[Dataset excerpts]
-=-=-=-=-

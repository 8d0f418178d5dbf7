#![allow(dead_code)]

use std::sync::Arc;

use taskrig::dag::ContainerDependencyGraph;
use taskrig::engine::{EventHistory, TaskEvent, TaskStep};
use taskrig::types::{ContainerReference, ImageReference, NetworkReference};
use taskrig_test_utils::builders::{ContainerBuilder, TaskBuilder, catalogue};

pub use taskrig_test_utils::init_tracing;

pub type TestResult = Result<(), Box<dyn std::error::Error>>;

/// Task `test` runs `A`, which depends on `B`. Both pull their own image.
pub fn a_depends_on_b() -> Arc<ContainerDependencyGraph> {
    let containers = catalogue([
        ContainerBuilder::image("A", "image-a").depends_on("B").build(),
        ContainerBuilder::image("B", "image-b").build(),
    ]);
    let task = TaskBuilder::new("test").run("A").build();

    Arc::new(ContainerDependencyGraph::new(&task, &containers).expect("valid graph"))
}

/// Task `test` runs `app`, which depends on `db` (health check, one setup
/// command) and `cache`.
pub fn app_db_cache() -> Arc<ContainerDependencyGraph> {
    let containers = catalogue([
        ContainerBuilder::build_directory("app", "./app")
            .depends_on("db")
            .depends_on("cache")
            .command("./run-tests.sh")
            .build(),
        ContainerBuilder::image("db", "postgres:16")
            .health_check("pg_isready")
            .setup_command("psql -c 'create database test'")
            .build(),
        ContainerBuilder::image("cache", "redis:7").build(),
    ]);
    let task = TaskBuilder::new("test").run("app").build();

    Arc::new(ContainerDependencyGraph::new(&task, &containers).expect("valid graph"))
}

pub fn history_of(events: impl IntoIterator<Item = TaskEvent>) -> EventHistory {
    let mut history = EventHistory::new();
    for event in events {
        history.push(event);
    }
    history
}

pub fn reference(name: &str) -> ContainerReference {
    ContainerReference::new(format!("id-{name}"), name)
}

pub fn network_created() -> TaskEvent {
    TaskEvent::TaskNetworkCreated {
        network: NetworkReference::new("task-network"),
    }
}

pub fn image_pulled(image_name: &str) -> TaskEvent {
    TaskEvent::ImagePulled {
        image_name: image_name.to_string(),
        image: ImageReference::new(image_name),
    }
}

pub fn created(name: &str) -> TaskEvent {
    TaskEvent::ContainerCreated {
        container: name.to_string(),
        reference: reference(name),
    }
}

pub fn started(name: &str) -> TaskEvent {
    TaskEvent::ContainerStarted {
        container: name.to_string(),
    }
}

pub fn ready(name: &str) -> TaskEvent {
    TaskEvent::ContainerBecameReady {
        container: name.to_string(),
    }
}

/// Events a step posts when everything goes right.
pub fn success_events(step: &TaskStep) -> Vec<TaskEvent> {
    match step {
        TaskStep::PrepareTaskNetwork => vec![network_created()],
        TaskStep::BuildImage { container } => vec![TaskEvent::ImageBuilt {
            container: container.name.clone(),
            image: ImageReference::new(format!("image-{}", container.name)),
        }],
        TaskStep::PullImage { image_name, .. } => vec![image_pulled(image_name)],
        TaskStep::CreateContainer { container, .. } => vec![TaskEvent::ContainerCreated {
            container: container.name.clone(),
            reference: reference(&container.name),
        }],
        TaskStep::RunContainer {
            container, main, ..
        } => {
            let mut events = vec![TaskEvent::ContainerStarted {
                container: container.clone(),
            }];
            if *main {
                events.push(TaskEvent::RunningContainerExited {
                    container: container.clone(),
                    exit_code: 0,
                });
            }
            events
        }
        TaskStep::WaitForContainerToBecomeHealthy { container, .. } => {
            vec![TaskEvent::ContainerBecameHealthy {
                container: container.clone(),
            }]
        }
        TaskStep::RunSetupCommand {
            container, index, ..
        } => vec![TaskEvent::SetupCommandCompleted {
            container: container.clone(),
            index: *index,
        }],
        TaskStep::MarkContainerReady { container } => vec![TaskEvent::ContainerBecameReady {
            container: container.clone(),
        }],
        TaskStep::StopContainer { container, .. } => vec![TaskEvent::ContainerStopped {
            container: container.clone(),
        }],
        TaskStep::RemoveContainer { container, .. } => vec![TaskEvent::ContainerRemoved {
            container: container.clone(),
        }],
        TaskStep::DeleteTaskNetwork { .. } => vec![TaskEvent::TaskNetworkDeleted],
    }
}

-=-=-=-=-

▶ _Task description_:
Take the lines from the start of the records through the line holding "their own image.", both included, and please print them exactly, with nothing else.

▶ _Answer below_:
repository 8d0f418178d5dbf7
#![allow(dead_code)]

use std::sync::Arc;

use taskrig::dag::ContainerDependencyGraph;
use taskrig::engine::{EventHistory, TaskEvent, TaskStep};
use taskrig::types::{ContainerReference, ImageReference, NetworkReference};
use taskrig_test_utils::builders::{ContainerBuilder, TaskBuilder, catalogue};

pub use taskrig_test_utils::init_tracing;

pub type TestResult = Result<(), Box<dyn std::error::Error>>;

/// Task `test` runs `A`, which depends on `B`. Both pull their own image.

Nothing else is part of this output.